We let the value of β, ψ, and ζ be given by the estimated values from the data that can be found in Section F of the Supporting Information. For conducting the sensitivity analysis, we posited the same normal distributions for βu and ζ that were posited using the small, secondary study for the empirical evaluation in addition to the uniform distributions posited using subject matter expertise. We simulated 1000 data sets and estimated the adjusted parameter estimates for each data set. Table 7 contains the estimates of ψ averaged over the 1000 simulated data sets in addition to the empirical coverage and average width of 95% confidence intervals for ψ. The unadjusted estimate for ψ0 was biased with an average estimate of −1.432 as opposed to the true value of −1.556. Adjusting for obesity using a secondary study reduced the bias and resulted in an estimate of −1.538. Positing the bias parameter distributions with subject matter expertise resulted in an estimate of −1.446 that was closer to the unadjusted estimate than the true value. The 95% confidence intervals from the unadjusted analysis did not achieve the nominal rate for any of the parameters. Monte Carlo sensitivity analysis resulted in slightly wider intervals that had the correct coverage when we posited the bias parameter distributions using a secondary data set or subject matter expertise.

TABLE 7.

Estimates (Est.), coverage (Cvr.), and average width (Wth.) of 95% confidence intervals for treatment decision rule parameters ψ after adjusting for the unmeasured confounder obesity averaged over 1000 plasmode data sets using data from KPWA.

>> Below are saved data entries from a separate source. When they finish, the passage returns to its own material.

//! Testing utilities for the CI Sentinel workspace
//!
//! Shared fixtures, collaborator doubles and history builders.

#![allow(missing_docs)]

use chrono::{DateTime, Duration as ChronoDuration, TimeZone, Utc};
use parking_lot::Mutex;
use sentinel_model::{
    ActionExecutor, ActionResult, ActionType, Commit, ExecutorError, HistoryError, HistoryStore,
    NarrativeError, NarrativeGenerator, PipelineRun, PipelineStatus, RemediationAction,
};
use std::sync::atomic::{AtomicUsize, Ordering};
use std::time::Duration;

/// Fixed reference instant: Monday 2024-01-15 10:00:00 UTC
pub fn reference_time() -> DateTime<Utc> {
    Utc.with_ymd_and_hms(2024, 1, 15, 10, 0, 0).single().unwrap_or_default()
}

pub fn failed_run(id: &str, repository: &str, branch: &str) -> PipelineRun {
    PipelineRun::new(id, repository, branch, PipelineStatus::Failure)
}

pub fn run_started_at(
    id: &str,
    repository: &str,
    branch: &str,
    status: PipelineStatus,
    started_at: DateTime<Utc>,
) -> PipelineRun {
    PipelineRun::new(id, repository, branch, status).with_started_at(started_at)
}

/// One run per status, starting at `start` and spaced by `spacing`
pub fn status_sequence(
    repository: &str,
    branch: &str,
    statuses: &[PipelineStatus],
    start: DateTime<Utc>,
    spacing: ChronoDuration,
) -> Vec<PipelineRun> {
    statuses
        .iter()
        .enumerate()
        .map(|(i, status)| {
            let offset = spacing * i32::try_from(i).unwrap_or(i32::MAX);
            run_started_at(
                &format!("{repository}-{branch}-{i}"),
                repository,
                branch,
                *status,
                start + offset,
            )
        })
        .collect()
}

/// `n` runs alternating Success, Failure, Success, ...
pub fn alternating_statuses(n: usize) -> Vec<PipelineStatus> {
    (0..n)
        .map(|i| {
            if i % 2 == 0 {
                PipelineStatus::Success
            } else {
                PipelineStatus::Failure
            }
        })
        .collect()
}

pub fn commit_at(sha: &str, message: &str, timestamp: DateTime<Utc>, files: &[&str]) -> Commit {
    Commit::new(sha, message, "dev@example.com", timestamp).with_files(files.iter().copied())
}

/// One recorded executor invocation
#[derive(Debug, Clone)]
pub struct RecordedCall {
    pub action_type: ActionType,
    pub pipeline_id: String,
    pub at: tokio::time::Instant,
}

/// Action executor that records every call
///
/// Succeeds by default; can be told to fail specific action types and to
/// take simulated time per call.
#[derive(Debug, Default)]
pub struct RecordingExecutor {
    calls: Mutex<Vec<RecordedCall>>,
    failing: Mutex<Vec<ActionType>>,
    latency: Option<Duration>,
    completed: AtomicUsize,
}

impl RecordingExecutor {
    pub fn new() -> Self {
        Self::default()
    }

    /// Each call sleeps for `latency` before reporting
    pub fn with_latency(latency: Duration) -> Self {
        Self {
            latency: Some(latency),
            ..Self::default()
        }
    }

    /// Calls for `action_type` return `ExecutorError::Rejected`
    pub fn fail_on(self, action_type: ActionType) -> Self {
        self.failing.lock().push(action_type);
        self
    }

    pub fn calls(&self) -> Vec<RecordedCall> {
        self.calls.lock().clone()
    }

    pub fn call_count(&self) -> usize {
        self.calls.lock().len()
    }

    /// Calls that ran to completion
    pub fn completed_count(&self) -> usize {
        self.completed.load(Ordering::SeqCst)
    }

    /// Gaps between consecutive call instants
    pub fn gaps(&self) -> Vec<Duration> {
        let calls = self.calls.lock();
        calls.windows(2).map(|w| w[1].at - w[0].at).collect()
    }
}

#[async_trait::async_trait]
impl ActionExecutor for RecordingExecutor {
    async fn execute(&self, action: &RemediationAction) -> Result<ActionResult, ExecutorError> {
        self.calls.lock().push(RecordedCall {
            action_type: action.action_type,
            pipeline_id: action.target.id.clone(),
            at: tokio::time::Instant::now(),
        });

        if let Some(latency) = self.latency {
            tokio::time::sleep(latency).await;
        }
        self.completed.fetch_add(1, Ordering::SeqCst);

        if self.failing.lock().contains(&action.action_type) {
            return Err(ExecutorError::Rejected(format!(
                "{} not permitted",
                action.action_type
            )));
        }
        Ok(ActionResult::success(format!("{} dispatched", action.action_type)))
    }
}

/// Executor that panics on every call
#[derive(Debug, Default)]
pub struct PanickingExecutor;

#[async_trait::async_trait]
impl ActionExecutor for PanickingExecutor {
    async fn execute(&self, _action: &RemediationAction) -> Result<ActionResult, ExecutorError> {
        panic!("provider client crashed")
    }
}

/// History store whose backend is down
///
/// Listing and lookup fail with `HistoryError::Unavailable`; logs come back
/// empty as the store contract requires.
#[derive(Debug, Clone, Default)]
pub struct UnavailableHistoryStore;

#[async_trait::async_trait]
impl HistoryStore for UnavailableHistoryStore {
    async fn list_all(&self) -> Result<Vec<PipelineRun>, HistoryError> {
        Err(HistoryError::Unavailable("history backend offline".into()))
    }

    async fn get_by_id(&self, _id: &str) -> Result<Option<PipelineRun>, HistoryError> {
        Err(HistoryError::Unavailable("history backend offline".into()))
    }

    async fn fetch_logs(&self, _pipeline: &PipelineRun) -> String {
        String::new()
    }

    async fn commits_for(&self, _pipeline: &PipelineRun) -> Result<Vec<Commit>, HistoryError> {
        Err(HistoryError::Unavailable("history backend offline".into()))
    }
}

/// Narrative generator with a fixed reply
#[derive(Debug, Clone)]
pub enum ScriptedNarrator {
    Reply(String),
    Fail,
}

#[async_trait::async_trait]
impl NarrativeGenerator for ScriptedNarrator {
    async fn generate(&self, _prompt: &str) -> Result<String, NarrativeError> {
        match self {
            Self::Reply(text) => Ok(text.clone()),
            Self::Fail => Err(NarrativeError::Unavailable),
        }
    }
}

Est. ψ0 Est. ψ1 Est. ψ2 Est. ψ3
True Value −1.556 0.724 0.001 0.119
Unadjusted −1.432 0.714 0.001 0.118
Adjusted—Secondary Data −1.538 0.721 0.001 0.119
Adjusted—Subject Expertise −1.446 0.715 0.001 0.119
Cvr. (Wth.) ψ0 Cvr. (Wth.) ψ1 Cvr. (Wth.) ψ2 Cvr. (Wth.) ψ3
Unadjusted 0.822* (0.665) 0.880* (0.455) 0.870* (0.012) 0.880* (0.042)
Adjusted—Secondary Data 0.975* (0.958) 0.949 (0.586) 0.958 (0.016) 0.959 (0.054)
Adjusted—Subject Expertise 0.940 (0.889) 0.953 (0.588) 0.975* (0.018) 0.981* (0.057)
*

indicates coverages that are significantly different than 95%.

6 |. DISCUSSION

We proposed a method for conducting sensitivity analysis for bias due to unmeasured confounding in the estimation of DTRs. We used a Monte Carlo sensitivity analysis to estimate a bias-adjusted DTR and construct confidence intervals for the parameters indexing the optimal regime that account for the uncertainty due to unmeasured confounding. This procedure is straightforward to implement and can be used for continuous or binary unmeasured confounders. This approach was found to perform well for both simulated and real data.

This method requires positing parametric models for the relationship between the unmeasured confounder(s) and the outcome, treatment, and measured confounders. Moreover, the model for the conditional mean of the unmeasured confounder needs to be of high quality, which can be challenging without external data or domain expertise. We also must posit probability distributions for the parameters indexing these models. These distributions do not need to be centered on the true value of the parameter to construct confidence intervals, and they only need the true value to not be in the tails of the distribution. If there are high levels of uncertainty about these parameters, wider distributions can be posited resulting in wider confidence intervals for the parameters indexing the estimated optimal DTR. We posited normal distributions for these parameters, but any probability distribution can be used that accurately reflect the prior information about the true value of these parameters. Here, we focused on DTRs that are estimated using dWOLS, though this approach can be applied to any regression-based method of estimation. Direct-search or value-search estimators are an alternative approach to estimating DTRs that our proposed method could not be directly applied to (Laber and Zhao, 2015; Orellana et al., 2010). We leave extensions to direct-search estimators as future work.

Supplementary Material

supplemental file

ACKNOWLEDGMENTS

This work was supported by the National Institute of Mental Health of the National Institutes of Health under Award Number R01 MH114873. The content is solely the responsibility of the authors and does not necessarily represent the official views of the National Institutes of Health. EEMM is a Canada Research Chair (Tier 1) and acknowledges the support of a chercheur de mérite career award from the Fonds de Recherche du Québec, Santé.

Funding information

Fonds de Recherche du Québec, Santé; National Institute of Mental Health, Grant/Award Number: R01 MH114873

Footnotes

SUPPORTING INFORMATION

Additional supporting information can be found online in the Supporting Information section at the end of this article.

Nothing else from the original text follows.